Japanese avant-garde horror film

Sanguivorous [吸血, "Kyuketsu"] is a 2011 Japanese avant-garde horror film written and directed by Naoki Yoshimoto and produced by Sachi Nagamatsu. The film is in black and white and is mostly silent.

== Etymology ==
The word "sanguivorous" (pronounced saŋˈgwiv(ə)rəs) means "a creature that feeds on blood. The word is Latin in origin, coming from the words "sanguis," which means "blood," and "vorous," which means "feeding on" or "devouring."

== Plot ==
A young woman (played by Ayumi Kakizawa) suffering from mysterious physical ailments. Her boyfriend tells her the story of a vampire who moved to Japan and created a generation of vampires who are waiting to have their vampiric blood aroused by the loss of their virginity. The main actress is heavily implied to be one of these vampires, and she begins being haunted by a vampire (played by Ko Murobushi) while trying to cope with her vampiric urges.

== Production ==
Choreography for the film was done by Ko Murobushi, a traditional Butoh actor. The cinematography and lighting was done by Katsuya Shinzato and Mitsuyo Watanabe.
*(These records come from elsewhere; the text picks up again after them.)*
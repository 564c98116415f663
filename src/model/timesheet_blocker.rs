use chrono::{NaiveDate, NaiveDateTime};
use serde::{Deserialize, Serialize};
use utoipa::ToSchema;

use crate::model::date_range::DateRange;

/// Explicit lock over an employee's timesheet, independent of the month rule.
#[derive(Debug, Clone, PartialEq, Eq, Serialize, Deserialize, ToSchema)]
pub struct TimesheetBlocker {
    pub id: u64,
    #[schema(example = 1000)]
    pub employee_id: u64,
    #[schema(example = "2025-06-01", format = "date", value_type = String)]
    pub blocked_from: NaiveDate,
    #[schema(example = "2025-06-30", format = "date", value_type = String)]
    pub blocked_to: NaiveDate,
    pub blocked_by: u64,
    pub reason: Option<String>,
    #[schema(value_type = String, format = "date-time")]
    pub created_at: NaiveDateTime,
}

impl TimesheetBlocker {
    pub fn covers(&self, day: NaiveDate) -> bool {
        DateRange {
            from: self.blocked_from,
            to: self.blocked_to,
        }
        .contains(day)
    }
}

#[derive(Debug, Clone, PartialEq, Eq, Deserialize, ToSchema)]
pub struct NewBlocker {
    #[schema(example = 1000)]
    pub employee_id: u64,
    #[schema(example = "2025-06-01", format = "date", value_type = String)]
    pub blocked_from: NaiveDate,
    #[schema(example = "2025-06-30", format = "date", value_type = String)]
    pub blocked_to: NaiveDate,
    #[schema(example = "Payroll closed")]
    pub reason: Option<String>,
}
#[derive(Debug, Clone, Serialize, ToSchema)]
pub struct TransitionOutcome {
    pub request: LeaveRequest,
    /// Present when the transition wrote attendance.
    pub reconciliation: Option<ReconcileReport>,
}

/// Per-half activities of a request.
#[derive(Debug, Clone, Copy, PartialEq, Eq)]
pub struct Shape {
    pub first_half: HalfActivity,
    pub second_half: HalfActivity,
    pub is_half_day: bool,
}

impl Shape {
    pub fn slots(&self) -> SlotSet {
        SlotSet::of(self.is_half_day, self.first_half, self.second_half)
    }
}

/// Works out both halves from the request type and whatever the caller gave.
///
/// Composite types split the day; explicit halves win next; otherwise a
/// half-day request puts the type's activity in the chosen half and Office in
/// the other.
pub fn resolve_shape(
    request_type: &RequestType,
    is_half_day: bool,
    half_day_type: Option<HalfSlot>,
    first_half: Option<HalfActivity>,
    second_half: Option<HalfActivity>,
) -> Result<Shape, AppError> {
    let shape = if let Some((first_half, second_half)) = request_type.composite_halves() {
        Shape {
            first_half,
            second_half,
            is_half_day: true,
        }
    } else {
        let activity = request_type.activity().ok_or_else(|| {
            AppError::validation(format!("Unknown request type '{request_type}'"))
        })?;
        match (first_half, second_half) {
            (Some(first_half), Some(second_half)) => Shape {
                first_half,
                second_half,
                is_half_day: is_half_day || first_half != second_half,
            },
            _ if !is_half_day && *request_type != RequestType::HalfDay => Shape {
                first_half: activity,
                second_half: activity,
                is_half_day: false,
            },
            _ => match half_day_type {
                Some(HalfSlot::FirstHalf) => Shape {
                    first_half: activity,
                    second_half: HalfActivity::Office,
                    is_half_day: true,
                },
                Some(HalfSlot::SecondHalf) => Shape {
                    first_half: HalfActivity::Office,
                    second_half: activity,
                    is_half_day: true,
                },
                None => {
                    return Err(AppError::validation(
                        "half_day_type is required for half-day requests",
                    ));
                }
            },
        }
    };
    if shape.slots().is_empty() {
        return Err(AppError::validation(
            "A half-day request must take at least one half",
        ));
    }
    Ok(shape)
}

/// Dates picked for a partial operation, checked against the parent.
struct Selection {
    dates: BTreeSet<NaiveDate>,
    calendar: CalendarSnapshot,
    /// Every working day of the parent was picked.
    is_full: bool,
}

impl Selection {
    fn first(&self) -> Option<NaiveDate> {
        self.dates.first().copied()
    }
}

struct SegmentTemplate {
    request_type: RequestType,
    shape: Shape,
    status: LeaveStatus,
}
Naoki Yoshimoto helped with most aspects of the production.

== Cast ==
- Ayumi Kakizawa - Young Woman
- Masaya Adachi - Boyfriend
- Ko Murobushi - Vampire
- Mutsuko Yoshinaga - Unknown

== Reception ==
The film was shown at the Krannert Art Museum in October 2011 with live music by Tatsuya Nakahani, a percussionist, and Edward Wilkerson, a saxophonist.

The film was released on blu-ray on November 19, 2013 by Tidepoint Pictures.